Thursday, June 20, 2013

Slim Whitman Passes Away at 90

Slim Whitman, a former Grand Ole Opry member and a longtime country music and western music singer/songwriter, passed away this week at the age of 90.

Whitman was born in Tampa, Florida, as Ottis Dewey Whitman, Jr. on January 20, 1923. Growing up, he liked the country music of Jimmie Rodgers and songs of Gene Autry, but he did not embark on a musical career of his own until the end of World War II, after he had served in the South Pacific with the United States Navy.

Whitman, a self-taught left-handed guitarist, was right-handed, but he had lost almost all of the second finger on his left hand in an accident. He worked at a Tampa shipyard while developing a musical career, eventually performing with a band known as the Variety Rhythm Boys. Whitman's first big break came when talent manager "Colonel" Thomas Parker heard him singing on the radio and offered to represent him. Signed with RCA Records, he was billed as "the cowboy singer Slim Whitman" and released his first single in 1948. He toured and sang at a variety of venues, including on the radio show Louisiana Hayride.

At first, he was not able to make a living from music and kept a part-time job. That changed in the early 1950s after he recorded a version of the Bob Nolan hit Love Song of the Waterfall, which made it into the country music top ten. His next single, "Indian Love Call," was even more successful, reaching number 2 in the country music charts and appearing in the pop music charts top ten in the US.

A yodeller, Whitman avoided the "down on yer luck buried in booze" songs, preferring instead to sing laid-back romantic melodies about simple life and love. Critics dubbed his style "countrypolitan," owing to its fusion of country music and a more sophisticated crooning vocal style. Although he recorded many western tunes, love and romance songs figured prominently in his repertoire.

In 1955 in the United Kingdom, he had a No.1 hit on the pop music charts with "Rose Marie." With 19 weeks in the chart and 11 weeks at the top of the UK Singles Chart, the song set a record that lasted for 36 years. In 1956 he became the first ever country music singer to perform at the London Palladium. Soon after, Whitman was invited to join the Grand Ole Opry, and in 1957, along with other musical stars, he appeared in the film musical Jamboree. Despite this exposure, he never achieved the level of stardom in the United States that he did in Britain, where he had a number of other hits during the 1950s. Throughout the early 1970s, he continued to record and was a guest on Wolfman Jack's television show The Midnight Special. At the time, Whitman's recording efforts were yielding only minor hits.
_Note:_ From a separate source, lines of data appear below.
use std::collections::BTreeMap;

use glam::Vec3;
use log::debug;
use serde::{Deserialize, Serialize};

use crate::id::NetworkId;
use crate::interest::Aabb;
use crate::net::InputCommand;
use crate::tick::{Tick, tick_greater_than, ticks_since};

use super::hitbox::Transform;
use super::history::{ColliderFrame, ColliderHistory, FrameFlags};

/// Bounds the depth of a parent chain walked for one query.
const MAX_PARENT_DEPTH: usize = 8;

#[derive(Debug, Clone, Serialize, Deserialize)]
pub struct LagCompConfig {
    /// Furthest a query may rewind; older views are clamped to this ceiling.
    pub max_rewind_ticks: u32,
}

impl Default for LagCompConfig {
    fn default() -> Self {
        Self {
            max_rewind_ticks: 15,
        }
    }
}

/// A fire event as the shooting client saw it.
#[derive(Debug, Clone, Copy, PartialEq)]
pub struct FireQuery {
    pub shooter: NetworkId,
    /// Muzzle position in the shooter's local space.
    pub muzzle: Vec3,
    pub direction: Vec3,
    pub max_distance: f32,
    pub interp_from_tick: Tick,
    pub interp_to_tick: Tick,
    pub interp_blend: f32,
}

impl FireQuery {
    pub fn from_input(
        shooter: NetworkId,
        input: &InputCommand,
        muzzle: Vec3,
        direction: Vec3,
        max_distance: f32,
    ) -> Self {
        Self {
            shooter,
            muzzle,
            direction,
            max_distance,
            interp_from_tick: input.interp_from_tick,
            interp_to_tick: input.interp_to_tick,
            interp_blend: input.blend(),
        }
    }
}

/// The reconstructed view a query is evaluated against.
#[derive(Debug, Clone, Copy, PartialEq)]
pub struct Rewind {
    pub from: Tick,
    pub to: Tick,
    pub blend: f32,
    /// The requested view was older than the ceiling.
    pub clamped: bool,
}

#[derive(Debug, Clone, Copy, PartialEq)]
pub struct HitOutcome {
    pub target: NetworkId,
    pub distance: f32,
    pub point: Vec3,
    /// A defensive ability was active on the target at the rewound time.
    pub mitigated: bool,
    pub rewind: Rewind,
}

#[derive(Debug, Clone, Copy, PartialEq)]
pub struct ProjectileSpawn {
    pub origin: Vec3,
    pub direction: Vec3,
    /// Present tick the projectile continues from against live colliders.
    pub tick: Tick,
    /// Hit found against the rewound colliders within the first step.
    pub immediate_hit: Option<HitOutcome>,
}

/// Server-side collider history and time-shifted hit adjudication.
#[derive(Debug)]
pub struct LagCompensator {
    config: LagCompConfig,
    histories: BTreeMap<NetworkId, ColliderHistory>,
    present: Tick,
}

impl LagCompensator {
    pub fn new(config: LagCompConfig) -> Self {
        Self {
            config,
            histories: BTreeMap::new(),
            present: 0,
        }
    }

    pub fn config(&self) -> &LagCompConfig {
        &self.config
    }

    pub fn present(&self) -> Tick {
        self.present
    }

    /// Records every collider's post-physics state for `tick`.
    pub fn record_tick(
        &mut self,
        tick: Tick,
        frames: impl IntoIterator<Item = (NetworkId, ColliderFrame)>,
    ) {
        let capacity = self.config.max_rewind_ticks as usize + 1;
        for (id, mut frame) in frames {
            frame.tick = tick;
            self.histories
                .entry(id)
                .or_insert_with(|| ColliderHistory::new(capacity))
                .push(frame);
        }
        self.present = tick;
    }

    pub fn remove(&mut self, id: NetworkId) -> bool {
        self.histories.remove(&id).is_some()
    }

    pub fn history(&self, id: NetworkId) -> Option<&ColliderHistory> {
        self.histories.get(&id)
    }

    pub fn tracked(&self) -> usize {
        self.histories.len()
    }

    /// Clamps the client's view into `[present - max_rewind_ticks, present]`.
    pub fn rewind_for(&self, from: Tick, to: Tick, blend: f32) -> Rewind {
        let ceiling = self.present.wrapping_sub(self.config.max_rewind_ticks);
        let mut clamped = false;
        let mut clamp = |tick: Tick| {
            if tick_greater_than(tick, self.present) {
                self.present
            } else if ticks_since(tick, self.present) > self.config.max_rewind_ticks {
                clamped = true;
                ceiling
            } else {
                tick
            }
        };
        let from = clamp(from);
        let to = clamp(to);
        let to = if tick_greater_than(from, to) { from } else { to };
        Rewind {
            from,
            to,
            blend: if blend.is_nan() { 0.0 } else { blend.clamp(0.0, 1.0) },
            clamped,
        }
    }

    /// Rewound world transform of `id`.
    pub fn reconstruct(&self, id: NetworkId, rewind: &Rewind) -> Option<Transform> {
        self.histories
            .get(&id)?
            .sample(rewind.from, rewind.to, rewind.blend)
            .map(|(transform, _)| transform)
    }

    /// Where the shooter stood in the view it fired from. Parents that move
    /// on their own are rewound first and their children placed on top.
    fn shooter_transform(&self, shooter: NetworkId, rewind: &Rewind) -> Option<Transform> {
        let live = self.histories.get(&shooter)?.latest()?;

        // shooter first, then each ancestor that follows the timeline
        let mut chain = vec![*live];
        let mut cursor = live.parent;
        while let Some(parent) = cursor {
            if chain.len() > MAX_PARENT_DEPTH {
                debug!("parent chain of {shooter} too deep, using live transform");
                return Some(live.transform);
            }
            let Some(frame) = self.histories.get(&parent).and_then(|h| h.latest()) else {
                break;
            };
            if !frame.follows_timeline() {
                break;
            }
            chain.push(*frame);
            cursor = frame.parent;
        }
        if chain.len() == 1 {
            return Some(live.transform);
        }

        let root_id = chain
            .get(chain.len() - 2)
            .and_then(|child| child.parent)?;
        let mut transform = self.reconstruct(root_id, rewind)?;
        for frame in chain.iter().rev().skip(1) {
            transform = transform.compose(&frame.local_offset);
        }
        Some(transform)
    }

    fn cast(
        &self,
        origin: Vec3,
        direction: Vec3,
        max_distance: f32,
        ignore: NetworkId,
        rewind: &Rewind,
    ) -> Option<HitOutcome> {
        let mut best: Option<HitOutcome> = None;
        for (&id, history) in &self.histories {
            if id == ignore {
                continue;
            }
            let Some(envelope) = history.envelope(rewind.from, rewind.to) else {
                continue;
            };
            if envelope.ray_intersection(origin, direction, max_distance).is_none() {
                continue;
            }
            let Some((transform, flags)) = history.sample(rewind.from, rewind.to, rewind.blend)
            else {
                continue;
            };
            let Some(hitbox) = history.latest().map(|f| f.hitbox) else {
                continue;
            };
            let limit = best.map_or(max_distance, |b| b.distance);
            if let Some(distance) = hitbox.raycast(&transform, origin, direction, limit) {
                if best.is_none_or(|b| distance < b.distance) {
                    best = Some(HitOutcome {
                        target: id,
                        distance,
                        point: origin + direction * distance,
                        mitigated: flags.contains(FrameFlags::DEFENSIVE),
                        rewind: *rewind,
                    });
                }
            }
        }
        best
    }

    /// Adjudicates a hit-scan shot against the colliders as the shooter saw
    /// them.
    pub fn hitscan(&self, query: &FireQuery) -> Option<HitOutcome> {
        let direction = query.direction.try_normalize()?;
        let rewind = self.rewind_for(query.interp_from_tick, query.interp_to_tick, query.interp_blend);
        let origin = self
            .shooter_transform(query.shooter, &rewind)?
            .transform_point(query.muzzle);
        let hit = self.cast(origin, direction, query.max_distance, query.shooter, &rewind);
        if let Some(hit) = &hit {
            debug!(
                "{} hit {} at {:.2} (rewound {}..{}{})",
                query.shooter,
                hit.target,
                hit.distance,
                rewind.from,
                rewind.to,
                if rewind.clamped { ", clamped" } else { "" }
            );
        }
        hit
    }

    /// Resolves a projectile spawn in the shooter's view. `max_distance` of
    /// the query is the distance covered before the projectile joins the
    /// live simulation.
    pub fn spawn_point(&self, query: &FireQuery) -> Option<ProjectileSpawn> {
        let direction = query.direction.try_normalize()?;
        let rewind = self.rewind_for(query.interp_from_tick, query.interp_to_tick, query.interp_blend);
        let origin = self
            .shooter_transform(query.shooter, &rewind)?
            .transform_point(query.muzzle);
        Some(ProjectileSpawn {
            origin,
            direction,
            tick: self.present,
            immediate_hit: self.cast(origin, direction, query.max_distance, query.shooter, &rewind),
        })
    }

    /// Casts against the present colliders, for projectiles after spawning.
    pub fn raycast_live(
        &self,
        origin: Vec3,
        direction: Vec3,
        max_distance: f32,
        ignore: NetworkId,
    ) -> Option<HitOutcome> {
        let direction = direction.try_normalize()?;
        let rewind = self.rewind_for(self.present, self.present, 0.0);
        self.cast(origin, direction, max_distance, ignore, &rewind)
    }

    /// Bounds the entity swept over its whole retained history.
    pub fn movement_envelope(&self, id: NetworkId) -> Option<Aabb> {
        let history = self.histories.get(&id)?;
        history.envelope(history.oldest_tick()?, self.present)
    }
}

#[cfg(test)]
mod tests {
    use super::*;
    use crate::id::{IdAllocator, OwnerTag};
    use crate::lagcomp::Hitbox;

    fn ids(n: usize) -> Vec<NetworkId> {
        let mut alloc = IdAllocator::new(OwnerTag::SERVER);
        (0..n).map(|_| alloc.allocate().unwrap()).collect()
    }

    fn body(x: f32, z: f32) -> ColliderFrame {
        ColliderFrame::new(
            Transform::from_translation(Vec3::new(x, 0.0, z)),
            Hitbox::Sphere { radius: 0.5 },
        )
    }

    /// Shooter at the origin aiming +z; target walks along +x one unit per
    /// tick at z = 10.
    fn walking_target() -> (LagCompensator, NetworkId, NetworkId) {
        let ids = ids(2);
        let (shooter, target) = (ids[0], ids[1]);
        let mut comp = LagCompensator::new(LagCompConfig::default());
        for tick in 0..=20 {
            let shooter_frame = body(0.0, 0.0).with_flags(FrameFlags::PLAYER_CONTROLLED);
            comp.record_tick(tick, [(shooter, shooter_frame), (target, body(tick as f32 - 10.0, 10.0))]);
        }
        (comp, shooter, target)
    }

    fn shot(shooter: NetworkId, from: Tick, to: Tick, blend: f32) -> FireQuery {
        FireQuery {
            shooter,
            muzzle: Vec3::ZERO,
            direction: Vec3::Z,
            max_distance: 50.0,
            interp_from_tick: from,
            interp_to_tick: to,
            interp_blend: blend,
        }
    }

    #[test]
    fn test_hit_in_rewound_view() {
        let (comp, shooter, target) = walking_target();
        // target crossed x = 0 at tick 10; live it stands at x = 10
        let hit = comp.hitscan(&shot(shooter, 10, 11, 0.0)).unwrap();
        assert_eq!(hit.target, target);
        assert!((hit.distance - 9.5).abs() < 1e-4);
        assert!(!hit.rewind.clamped);

        assert!(comp.hitscan(&shot(shooter, 20, 20, 0.0)).is_none());
        assert!(comp.raycast_live(Vec3::ZERO, Vec3::Z, 50.0, shooter).is_none());
    }

    #[test]
    fn test_blend_between_ticks() {
        let (comp, shooter, _) = walking_target();
        // between x = -1 and x = 0 at 0.6 the centre is at -0.4, inside radius
        assert!(comp.hitscan(&shot(shooter, 9, 10, 0.6)).is_some());
        // at blend 0 the centre is at -1, a clean miss
        assert!(comp.hitscan(&shot(shooter, 9, 10, 0.0)).is_none());
    }

    #[test]
    fn test_rewind_ceiling() {
        let (comp, _, _) = walking_target();
        let rewind = comp.rewind_for(0, 1, 0.5);
        assert!(rewind.clamped);
        assert_eq!(rewind.from, 20 - 15);
        assert_eq!(rewind.to, 20 - 15);

        // tick 10 is beyond a 5 tick ceiling so the view stays at 15
        let mut tight = LagCompensator::new(LagCompConfig { max_rewind_ticks: 5 });
        let ids = ids(2);
        for tick in 0..=20 {
            tight.record_tick(tick, [(ids[0], body(0.0, 0.0)), (ids[1], body(tick as f32 - 10.0, 10.0))]);
        }
        assert!(tight.hitscan(&shot(ids[0], 10, 10, 0.0)).is_none());
    }

    #[test]
    fn test_defensive_applies_to_rewound_hit() {
        let ids = ids(2);
        let mut comp = LagCompensator::new(LagCompConfig::default());
        for tick in 0..10 {
            let flags = if tick < 5 { FrameFlags::DEFENSIVE } else { FrameFlags::empty() };
            comp.record_tick(tick, [(ids[0], body(0.0, 0.0)), (ids[1], body(0.0, 10.0).with_flags(flags))]);
        }
        assert!(comp.hitscan(&shot(ids[0], 3, 4, 0.5)).unwrap().mitigated);
        assert!(!comp.hitscan(&shot(ids[0], 8, 9, 0.5)).unwrap().mitigated);
    }

    #[test]
    fn test_parent_rewound_before_shooter() {
        let ids = ids(3);
        let (platform, rider, target) = (ids[0], ids[1], ids[2]);
        let mut comp = LagCompensator::new(LagCompConfig::default());
        let seat = Transform::from_translation(Vec3::new(0.0, 1.0, 0.0));
        let deck = Hitbox::Box {
            half_extents: Vec3::new(2.0, 0.1, 2.0),
        };
        for tick in 0..=10 {
            // platform drifts +x with the rider seated on it
            let platform_at = Transform::from_translation(Vec3::new(tick as f32, 0.0, 0.0));
            let rider_frame = ColliderFrame::new(platform_at.compose(&seat), Hitbox::Sphere { radius: 0.5 })
                .with_parent(platform, seat)
                .with_flags(FrameFlags::PLAYER_CONTROLLED);
            let target_frame = ColliderFrame::new(
                Transform::from_translation(Vec3::new(4.0, 1.0, 10.0)),
                Hitbox::Sphere { radius: 0.5 },
            );
            comp.record_tick(
                tick,
                [
                    (platform, ColliderFrame::new(platform_at, deck)),
                    (rider, rider_frame),
                    (target, target_frame),
                ],
            );
        }
        // the rider fired when the platform was at x = 4; live it is at 10
        let query = shot(rider, 4, 4, 0.0);
        let hit = comp.hitscan(&query).unwrap();
        assert_eq!(hit.target, target);

        let spawn = comp.spawn_point(&query).unwrap();
        assert!(spawn.origin.abs_diff_eq(Vec3::new(4.0, 1.0, 0.0), 1e-4));
        assert_eq!(spawn.tick, 10);
        assert_eq!(spawn.immediate_hit.map(|h| h.target), Some(target));

        let live = comp.hitscan(&shot(rider, 10, 10, 0.0));
        assert!(live.is_none());
    }

    #[test]
    fn test_movement_envelope() {
        let (comp, _, target) = walking_target();
        let envelope = comp.movement_envelope(target).unwrap();
        // 16 ticks retained: x from -5 to 10, plus the radius
        assert!((envelope.min.x + 5.5).abs() < 1e-4);
        assert!((envelope.max.x - 10.5).abs() < 1e-4);
    }
}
In 1979, Whitman produced a TV commercial to support Suffolk Marketing's release of a greatest hits compilation titled All My Best, which went on to be the best-selling TV-marketed record in music history, with almost 1.5 million units sold. Just For You (also under the Suffolk umbrella), followed in 1980, with a commercial that claimed Whitman "was number one in England longer than Elvis and The Beatles." The Best followed in 1982, with Whitman concluding his TV marketing with Best Loved Favorites in 1989 and 20 Precious Memories in 1991.

The TV albums made Whitman (briefly) a household name in America for the first time in his career, resulting in everything from a first-time appearance on The Tonight Show starring Johnny Carson to Whitman being spoofed in a comic skit on SCTV with him (played by Joe Flaherty) starring in the Che-like male lead in an Evita-like Broadway musical on the life of Indira Gandhi. More importantly, the TV albums gave him a brief resurgence in mainstream country music with new album releases on major labels and a few new singles making the country chart. During this time he toured Europe and Australia with moderate success.

In late January 2008, a false rumor of his death spread through the internet, believed to have been started by an erroneous report posted on the Web site of the Nashville Tennessean newspaper. Country singer George Hamilton IV even dedicated and sang a hymn in Whitman's honor at a concert appearance.

He sold in excess of 120 million records.